Material for the task:

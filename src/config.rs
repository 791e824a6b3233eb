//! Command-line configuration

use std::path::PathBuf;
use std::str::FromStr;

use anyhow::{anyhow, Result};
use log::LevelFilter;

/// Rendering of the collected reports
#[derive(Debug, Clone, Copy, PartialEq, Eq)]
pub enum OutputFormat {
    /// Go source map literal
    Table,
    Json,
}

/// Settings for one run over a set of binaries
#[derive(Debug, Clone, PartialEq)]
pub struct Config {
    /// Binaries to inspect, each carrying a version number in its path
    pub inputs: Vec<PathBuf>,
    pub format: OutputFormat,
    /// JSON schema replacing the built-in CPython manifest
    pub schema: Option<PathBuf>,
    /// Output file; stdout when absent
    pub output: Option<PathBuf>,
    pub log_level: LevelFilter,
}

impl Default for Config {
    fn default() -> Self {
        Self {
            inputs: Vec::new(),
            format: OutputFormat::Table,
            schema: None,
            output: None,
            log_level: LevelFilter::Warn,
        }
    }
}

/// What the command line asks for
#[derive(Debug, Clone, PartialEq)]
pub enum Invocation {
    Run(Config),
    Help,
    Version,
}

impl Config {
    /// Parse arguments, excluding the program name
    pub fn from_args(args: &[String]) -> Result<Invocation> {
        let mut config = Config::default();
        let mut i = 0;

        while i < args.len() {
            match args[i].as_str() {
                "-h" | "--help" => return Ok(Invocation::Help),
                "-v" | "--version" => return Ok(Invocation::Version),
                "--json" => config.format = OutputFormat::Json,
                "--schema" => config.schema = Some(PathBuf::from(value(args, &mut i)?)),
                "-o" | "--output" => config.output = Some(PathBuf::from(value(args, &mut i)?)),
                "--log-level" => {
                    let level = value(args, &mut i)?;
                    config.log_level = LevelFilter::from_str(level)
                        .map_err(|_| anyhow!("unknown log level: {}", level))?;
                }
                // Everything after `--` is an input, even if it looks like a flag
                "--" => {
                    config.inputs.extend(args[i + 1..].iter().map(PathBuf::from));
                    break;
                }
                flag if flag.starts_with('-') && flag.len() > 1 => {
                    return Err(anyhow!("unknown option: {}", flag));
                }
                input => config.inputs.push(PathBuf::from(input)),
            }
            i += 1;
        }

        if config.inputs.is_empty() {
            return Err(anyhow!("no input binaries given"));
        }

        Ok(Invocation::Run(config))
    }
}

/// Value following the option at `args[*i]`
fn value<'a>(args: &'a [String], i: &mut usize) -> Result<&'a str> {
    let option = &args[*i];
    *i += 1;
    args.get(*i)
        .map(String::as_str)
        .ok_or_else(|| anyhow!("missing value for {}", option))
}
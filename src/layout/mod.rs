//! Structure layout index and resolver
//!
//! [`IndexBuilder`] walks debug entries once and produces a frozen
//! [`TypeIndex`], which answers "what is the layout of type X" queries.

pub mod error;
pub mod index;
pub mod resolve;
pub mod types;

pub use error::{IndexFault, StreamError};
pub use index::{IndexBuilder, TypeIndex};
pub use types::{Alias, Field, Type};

...

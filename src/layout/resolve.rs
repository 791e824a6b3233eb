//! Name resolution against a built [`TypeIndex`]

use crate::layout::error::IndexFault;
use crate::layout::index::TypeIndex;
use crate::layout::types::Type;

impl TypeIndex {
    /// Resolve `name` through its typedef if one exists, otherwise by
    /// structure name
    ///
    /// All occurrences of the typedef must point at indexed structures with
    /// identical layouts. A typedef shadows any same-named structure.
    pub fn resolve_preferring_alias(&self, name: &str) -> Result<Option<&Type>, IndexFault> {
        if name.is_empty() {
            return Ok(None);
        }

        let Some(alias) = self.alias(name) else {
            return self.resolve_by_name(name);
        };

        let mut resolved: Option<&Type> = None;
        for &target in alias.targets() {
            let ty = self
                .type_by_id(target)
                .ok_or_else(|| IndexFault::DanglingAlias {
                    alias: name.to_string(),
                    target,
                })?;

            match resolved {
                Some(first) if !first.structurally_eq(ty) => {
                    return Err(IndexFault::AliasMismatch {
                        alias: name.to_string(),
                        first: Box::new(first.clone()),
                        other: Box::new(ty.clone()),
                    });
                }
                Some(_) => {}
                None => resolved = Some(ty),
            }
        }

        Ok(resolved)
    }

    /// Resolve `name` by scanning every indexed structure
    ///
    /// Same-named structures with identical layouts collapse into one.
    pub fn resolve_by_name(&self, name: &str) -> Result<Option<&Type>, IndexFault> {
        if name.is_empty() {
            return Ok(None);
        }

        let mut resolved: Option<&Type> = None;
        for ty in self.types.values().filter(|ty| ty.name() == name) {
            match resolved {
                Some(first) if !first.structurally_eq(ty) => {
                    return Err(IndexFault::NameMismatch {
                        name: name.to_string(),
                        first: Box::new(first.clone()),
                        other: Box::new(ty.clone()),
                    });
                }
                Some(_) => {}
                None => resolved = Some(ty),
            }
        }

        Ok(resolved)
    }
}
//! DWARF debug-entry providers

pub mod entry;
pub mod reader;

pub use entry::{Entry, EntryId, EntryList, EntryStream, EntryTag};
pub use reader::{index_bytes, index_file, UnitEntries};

Problem description: Show all lines above holding the word "PathBuf".

Written response:
use std::path::PathBuf;
    pub inputs: Vec<PathBuf>,
    pub schema: Option<PathBuf>,
    pub output: Option<PathBuf>,
                "--schema" => config.schema = Some(PathBuf::from(value(args, &mut i)?)),
                "-o" | "--output" => config.output = Some(PathBuf::from(value(args, &mut i)?)),
                    config.inputs.extend(args[i + 1..].iter().map(PathBuf::from));
                input => config.inputs.push(PathBuf::from(input)),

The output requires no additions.